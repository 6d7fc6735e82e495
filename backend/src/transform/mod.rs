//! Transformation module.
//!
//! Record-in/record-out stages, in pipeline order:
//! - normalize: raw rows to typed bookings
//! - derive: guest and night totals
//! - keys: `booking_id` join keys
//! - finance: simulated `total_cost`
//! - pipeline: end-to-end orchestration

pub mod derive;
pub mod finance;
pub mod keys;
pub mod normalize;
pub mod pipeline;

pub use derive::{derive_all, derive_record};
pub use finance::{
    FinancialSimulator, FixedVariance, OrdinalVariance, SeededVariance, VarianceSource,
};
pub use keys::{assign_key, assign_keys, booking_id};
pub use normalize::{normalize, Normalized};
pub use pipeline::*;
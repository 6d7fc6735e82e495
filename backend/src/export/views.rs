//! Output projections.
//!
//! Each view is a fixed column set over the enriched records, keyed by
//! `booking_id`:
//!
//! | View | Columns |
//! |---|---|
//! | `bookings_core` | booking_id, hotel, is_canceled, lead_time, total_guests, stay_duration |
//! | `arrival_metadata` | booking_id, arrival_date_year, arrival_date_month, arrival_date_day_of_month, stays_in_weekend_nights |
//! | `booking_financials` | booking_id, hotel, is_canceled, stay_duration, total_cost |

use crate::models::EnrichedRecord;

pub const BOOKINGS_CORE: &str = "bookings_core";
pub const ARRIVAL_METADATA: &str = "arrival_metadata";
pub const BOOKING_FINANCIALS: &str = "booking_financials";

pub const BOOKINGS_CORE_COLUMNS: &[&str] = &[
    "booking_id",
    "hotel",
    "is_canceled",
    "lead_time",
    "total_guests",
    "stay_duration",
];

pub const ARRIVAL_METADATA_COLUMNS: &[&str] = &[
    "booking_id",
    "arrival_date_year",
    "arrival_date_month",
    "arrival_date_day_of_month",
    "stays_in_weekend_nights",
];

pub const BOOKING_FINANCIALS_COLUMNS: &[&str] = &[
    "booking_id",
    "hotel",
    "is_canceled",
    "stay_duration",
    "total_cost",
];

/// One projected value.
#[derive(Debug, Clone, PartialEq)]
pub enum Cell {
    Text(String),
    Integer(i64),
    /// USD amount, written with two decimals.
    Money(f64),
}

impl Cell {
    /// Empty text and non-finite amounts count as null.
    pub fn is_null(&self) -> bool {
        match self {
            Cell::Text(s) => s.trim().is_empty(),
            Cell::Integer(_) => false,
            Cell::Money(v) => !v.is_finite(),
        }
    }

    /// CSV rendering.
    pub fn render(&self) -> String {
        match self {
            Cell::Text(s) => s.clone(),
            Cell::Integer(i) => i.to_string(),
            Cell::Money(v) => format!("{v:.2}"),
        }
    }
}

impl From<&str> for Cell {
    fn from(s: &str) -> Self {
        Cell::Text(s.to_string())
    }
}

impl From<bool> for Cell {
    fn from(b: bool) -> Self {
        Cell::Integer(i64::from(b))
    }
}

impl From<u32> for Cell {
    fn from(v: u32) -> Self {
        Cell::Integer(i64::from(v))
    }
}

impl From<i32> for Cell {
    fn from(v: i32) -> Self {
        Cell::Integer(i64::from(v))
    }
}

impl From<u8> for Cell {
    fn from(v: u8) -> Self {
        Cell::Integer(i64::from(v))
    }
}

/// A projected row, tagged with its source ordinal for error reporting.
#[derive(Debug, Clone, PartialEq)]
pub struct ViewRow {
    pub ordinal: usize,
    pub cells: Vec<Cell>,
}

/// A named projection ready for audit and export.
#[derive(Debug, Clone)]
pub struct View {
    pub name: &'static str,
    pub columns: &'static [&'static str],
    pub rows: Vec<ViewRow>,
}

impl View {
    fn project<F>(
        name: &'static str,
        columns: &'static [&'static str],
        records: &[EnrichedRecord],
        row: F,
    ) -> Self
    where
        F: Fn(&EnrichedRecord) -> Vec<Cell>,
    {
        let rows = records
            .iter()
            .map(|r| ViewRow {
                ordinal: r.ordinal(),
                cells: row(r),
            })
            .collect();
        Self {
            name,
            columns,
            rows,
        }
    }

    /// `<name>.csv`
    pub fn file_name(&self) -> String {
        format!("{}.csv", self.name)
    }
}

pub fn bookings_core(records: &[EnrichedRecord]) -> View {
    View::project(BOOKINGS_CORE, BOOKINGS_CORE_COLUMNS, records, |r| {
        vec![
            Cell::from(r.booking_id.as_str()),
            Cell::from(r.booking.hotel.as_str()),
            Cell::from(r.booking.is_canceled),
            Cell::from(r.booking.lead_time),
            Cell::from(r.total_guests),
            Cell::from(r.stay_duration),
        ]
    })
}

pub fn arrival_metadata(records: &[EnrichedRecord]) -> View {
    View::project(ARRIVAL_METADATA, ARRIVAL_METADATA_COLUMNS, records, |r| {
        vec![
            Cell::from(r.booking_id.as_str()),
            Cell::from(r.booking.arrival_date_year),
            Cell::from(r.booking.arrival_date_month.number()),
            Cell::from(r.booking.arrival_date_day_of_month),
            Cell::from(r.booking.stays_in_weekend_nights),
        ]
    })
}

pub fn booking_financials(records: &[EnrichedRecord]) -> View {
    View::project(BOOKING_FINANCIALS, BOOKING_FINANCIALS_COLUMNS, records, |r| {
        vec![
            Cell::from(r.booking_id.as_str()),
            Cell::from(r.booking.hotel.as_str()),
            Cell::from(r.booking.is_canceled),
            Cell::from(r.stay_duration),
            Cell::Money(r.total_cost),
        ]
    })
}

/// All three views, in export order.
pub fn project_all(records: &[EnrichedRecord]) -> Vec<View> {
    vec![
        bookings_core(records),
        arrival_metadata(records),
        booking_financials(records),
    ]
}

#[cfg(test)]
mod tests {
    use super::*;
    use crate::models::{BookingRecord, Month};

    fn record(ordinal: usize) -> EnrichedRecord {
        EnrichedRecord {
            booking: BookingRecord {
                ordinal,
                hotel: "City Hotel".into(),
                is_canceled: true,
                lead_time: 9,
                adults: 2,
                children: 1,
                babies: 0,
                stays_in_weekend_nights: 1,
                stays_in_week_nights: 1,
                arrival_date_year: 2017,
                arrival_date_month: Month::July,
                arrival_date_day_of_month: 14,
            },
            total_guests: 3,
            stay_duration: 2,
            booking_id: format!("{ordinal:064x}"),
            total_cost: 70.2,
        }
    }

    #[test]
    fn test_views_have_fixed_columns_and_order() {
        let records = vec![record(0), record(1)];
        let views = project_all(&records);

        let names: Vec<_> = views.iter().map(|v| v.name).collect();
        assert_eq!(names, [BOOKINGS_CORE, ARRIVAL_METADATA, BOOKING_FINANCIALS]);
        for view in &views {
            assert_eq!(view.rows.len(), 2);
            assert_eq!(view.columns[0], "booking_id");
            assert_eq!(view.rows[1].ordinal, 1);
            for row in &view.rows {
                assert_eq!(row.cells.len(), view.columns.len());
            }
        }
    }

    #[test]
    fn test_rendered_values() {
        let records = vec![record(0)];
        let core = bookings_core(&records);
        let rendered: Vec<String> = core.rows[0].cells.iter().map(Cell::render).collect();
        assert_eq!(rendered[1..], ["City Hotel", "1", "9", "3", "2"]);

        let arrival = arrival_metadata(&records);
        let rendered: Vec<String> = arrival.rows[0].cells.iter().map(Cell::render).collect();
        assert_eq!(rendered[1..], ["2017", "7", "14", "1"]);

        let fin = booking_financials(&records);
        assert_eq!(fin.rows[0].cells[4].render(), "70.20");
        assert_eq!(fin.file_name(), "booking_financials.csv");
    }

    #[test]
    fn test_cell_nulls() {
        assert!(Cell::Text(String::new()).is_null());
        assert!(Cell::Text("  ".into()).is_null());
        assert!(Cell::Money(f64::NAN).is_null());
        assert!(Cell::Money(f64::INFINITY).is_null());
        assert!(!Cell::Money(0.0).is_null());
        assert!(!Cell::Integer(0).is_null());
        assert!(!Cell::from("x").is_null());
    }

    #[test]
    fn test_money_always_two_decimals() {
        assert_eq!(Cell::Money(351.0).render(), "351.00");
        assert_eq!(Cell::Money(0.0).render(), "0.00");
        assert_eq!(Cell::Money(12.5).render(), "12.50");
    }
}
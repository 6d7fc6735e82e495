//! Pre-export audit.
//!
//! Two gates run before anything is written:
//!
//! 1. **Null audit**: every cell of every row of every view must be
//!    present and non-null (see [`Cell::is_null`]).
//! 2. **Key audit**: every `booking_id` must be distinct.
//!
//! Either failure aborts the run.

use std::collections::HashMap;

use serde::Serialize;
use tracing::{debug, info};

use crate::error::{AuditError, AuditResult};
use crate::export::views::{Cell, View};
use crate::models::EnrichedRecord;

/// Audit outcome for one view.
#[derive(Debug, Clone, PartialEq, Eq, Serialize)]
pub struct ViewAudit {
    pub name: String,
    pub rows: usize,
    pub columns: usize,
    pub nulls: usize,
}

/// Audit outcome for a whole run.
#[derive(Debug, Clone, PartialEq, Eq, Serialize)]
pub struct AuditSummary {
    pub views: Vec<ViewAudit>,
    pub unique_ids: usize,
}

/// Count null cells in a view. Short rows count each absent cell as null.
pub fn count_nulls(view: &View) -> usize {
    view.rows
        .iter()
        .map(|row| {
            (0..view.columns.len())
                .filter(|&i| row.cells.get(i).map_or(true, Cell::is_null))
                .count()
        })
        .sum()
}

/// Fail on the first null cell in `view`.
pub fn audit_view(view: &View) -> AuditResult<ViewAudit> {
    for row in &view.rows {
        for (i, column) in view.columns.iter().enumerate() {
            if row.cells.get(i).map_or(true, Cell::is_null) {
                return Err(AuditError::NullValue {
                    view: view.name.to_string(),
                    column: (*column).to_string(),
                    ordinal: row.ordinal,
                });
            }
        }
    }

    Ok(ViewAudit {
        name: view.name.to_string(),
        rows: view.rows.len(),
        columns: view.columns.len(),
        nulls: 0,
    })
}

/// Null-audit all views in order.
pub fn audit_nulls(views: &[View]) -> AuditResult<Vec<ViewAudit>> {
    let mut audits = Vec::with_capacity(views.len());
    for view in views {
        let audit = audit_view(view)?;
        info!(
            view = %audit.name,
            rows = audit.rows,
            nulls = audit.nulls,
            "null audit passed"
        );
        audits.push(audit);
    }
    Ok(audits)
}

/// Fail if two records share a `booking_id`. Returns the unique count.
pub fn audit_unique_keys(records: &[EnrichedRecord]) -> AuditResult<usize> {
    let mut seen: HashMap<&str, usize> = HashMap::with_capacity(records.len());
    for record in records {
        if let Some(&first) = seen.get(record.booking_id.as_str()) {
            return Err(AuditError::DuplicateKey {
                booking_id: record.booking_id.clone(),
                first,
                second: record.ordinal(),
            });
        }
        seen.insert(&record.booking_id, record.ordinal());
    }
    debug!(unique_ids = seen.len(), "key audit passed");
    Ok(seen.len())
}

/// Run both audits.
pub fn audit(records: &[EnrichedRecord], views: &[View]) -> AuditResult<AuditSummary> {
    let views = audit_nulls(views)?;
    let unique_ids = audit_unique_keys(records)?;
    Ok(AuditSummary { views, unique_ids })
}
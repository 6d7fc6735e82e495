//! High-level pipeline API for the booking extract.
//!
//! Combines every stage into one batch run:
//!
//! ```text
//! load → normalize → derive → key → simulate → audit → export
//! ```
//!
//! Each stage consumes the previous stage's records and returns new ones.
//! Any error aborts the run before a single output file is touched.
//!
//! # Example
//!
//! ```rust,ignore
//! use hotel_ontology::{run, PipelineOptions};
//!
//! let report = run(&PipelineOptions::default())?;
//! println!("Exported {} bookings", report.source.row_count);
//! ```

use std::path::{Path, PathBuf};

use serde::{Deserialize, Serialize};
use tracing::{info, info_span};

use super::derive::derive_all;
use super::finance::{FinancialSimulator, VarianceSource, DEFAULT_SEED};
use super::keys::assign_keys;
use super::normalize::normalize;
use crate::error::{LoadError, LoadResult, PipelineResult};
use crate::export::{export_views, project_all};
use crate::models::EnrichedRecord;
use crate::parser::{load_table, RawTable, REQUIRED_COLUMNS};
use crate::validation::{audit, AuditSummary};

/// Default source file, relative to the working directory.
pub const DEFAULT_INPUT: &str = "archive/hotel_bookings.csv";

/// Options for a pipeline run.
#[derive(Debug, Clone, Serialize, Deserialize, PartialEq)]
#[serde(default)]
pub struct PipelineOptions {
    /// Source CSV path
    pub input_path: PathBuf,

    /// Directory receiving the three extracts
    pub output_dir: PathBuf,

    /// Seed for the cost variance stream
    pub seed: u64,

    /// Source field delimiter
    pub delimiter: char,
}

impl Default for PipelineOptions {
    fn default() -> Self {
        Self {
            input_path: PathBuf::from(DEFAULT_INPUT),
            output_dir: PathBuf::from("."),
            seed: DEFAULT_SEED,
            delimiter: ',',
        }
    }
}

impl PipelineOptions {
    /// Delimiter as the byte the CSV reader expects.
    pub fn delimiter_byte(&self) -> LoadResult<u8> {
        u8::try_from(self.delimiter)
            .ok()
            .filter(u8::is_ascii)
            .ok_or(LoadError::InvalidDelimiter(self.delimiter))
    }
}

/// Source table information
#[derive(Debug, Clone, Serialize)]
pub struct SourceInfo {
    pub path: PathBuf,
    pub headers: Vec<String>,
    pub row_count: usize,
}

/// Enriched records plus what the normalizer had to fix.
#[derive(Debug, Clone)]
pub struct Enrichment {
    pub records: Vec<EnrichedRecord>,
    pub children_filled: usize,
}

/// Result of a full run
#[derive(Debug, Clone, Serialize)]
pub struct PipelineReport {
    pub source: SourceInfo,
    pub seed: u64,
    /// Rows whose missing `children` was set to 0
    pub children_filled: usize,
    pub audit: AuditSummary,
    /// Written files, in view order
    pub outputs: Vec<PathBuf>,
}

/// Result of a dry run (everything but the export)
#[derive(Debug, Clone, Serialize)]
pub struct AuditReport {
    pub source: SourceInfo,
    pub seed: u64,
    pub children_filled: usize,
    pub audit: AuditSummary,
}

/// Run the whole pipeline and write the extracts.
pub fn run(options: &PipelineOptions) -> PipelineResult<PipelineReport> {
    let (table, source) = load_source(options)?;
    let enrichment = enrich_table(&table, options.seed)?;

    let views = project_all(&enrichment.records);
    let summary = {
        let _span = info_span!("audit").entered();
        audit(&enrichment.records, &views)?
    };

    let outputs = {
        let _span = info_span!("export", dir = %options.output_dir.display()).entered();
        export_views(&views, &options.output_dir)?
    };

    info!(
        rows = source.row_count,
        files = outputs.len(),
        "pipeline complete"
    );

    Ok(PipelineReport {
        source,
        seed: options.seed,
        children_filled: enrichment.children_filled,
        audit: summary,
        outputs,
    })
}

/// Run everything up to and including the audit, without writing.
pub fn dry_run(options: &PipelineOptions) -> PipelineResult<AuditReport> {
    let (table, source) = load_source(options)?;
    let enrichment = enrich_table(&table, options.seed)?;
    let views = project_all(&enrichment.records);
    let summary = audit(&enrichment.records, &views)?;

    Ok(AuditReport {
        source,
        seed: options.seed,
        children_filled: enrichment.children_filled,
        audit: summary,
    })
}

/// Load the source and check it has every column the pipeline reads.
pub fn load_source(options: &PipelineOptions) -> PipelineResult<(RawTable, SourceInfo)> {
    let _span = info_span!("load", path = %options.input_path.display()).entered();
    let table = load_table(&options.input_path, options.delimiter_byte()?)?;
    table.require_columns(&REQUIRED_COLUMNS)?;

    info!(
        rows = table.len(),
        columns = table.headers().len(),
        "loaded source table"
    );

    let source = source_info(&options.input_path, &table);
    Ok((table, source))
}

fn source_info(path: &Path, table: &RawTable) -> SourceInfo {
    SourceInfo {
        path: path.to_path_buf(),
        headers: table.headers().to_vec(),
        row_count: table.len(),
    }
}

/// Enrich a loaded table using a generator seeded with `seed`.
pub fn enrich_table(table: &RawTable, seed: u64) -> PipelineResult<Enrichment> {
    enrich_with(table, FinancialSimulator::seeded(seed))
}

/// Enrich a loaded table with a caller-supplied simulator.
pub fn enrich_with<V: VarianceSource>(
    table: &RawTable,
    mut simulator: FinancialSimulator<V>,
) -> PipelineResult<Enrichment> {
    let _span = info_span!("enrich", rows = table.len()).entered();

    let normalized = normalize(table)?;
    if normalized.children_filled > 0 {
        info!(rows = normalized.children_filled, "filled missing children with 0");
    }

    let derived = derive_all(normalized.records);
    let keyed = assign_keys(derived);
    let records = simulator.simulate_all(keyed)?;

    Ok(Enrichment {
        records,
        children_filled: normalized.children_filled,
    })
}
* * * * * * *
Once you have found every line above holding the word "SourceInfo", copy those lines.

pub struct SourceInfo {
    pub source: SourceInfo,
    pub source: SourceInfo,
pub fn load_source(options: &PipelineOptions) -> PipelineResult<(RawTable, SourceInfo)> {
fn source_info(path: &Path, table: &RawTable) -> SourceInfo {
    SourceInfo {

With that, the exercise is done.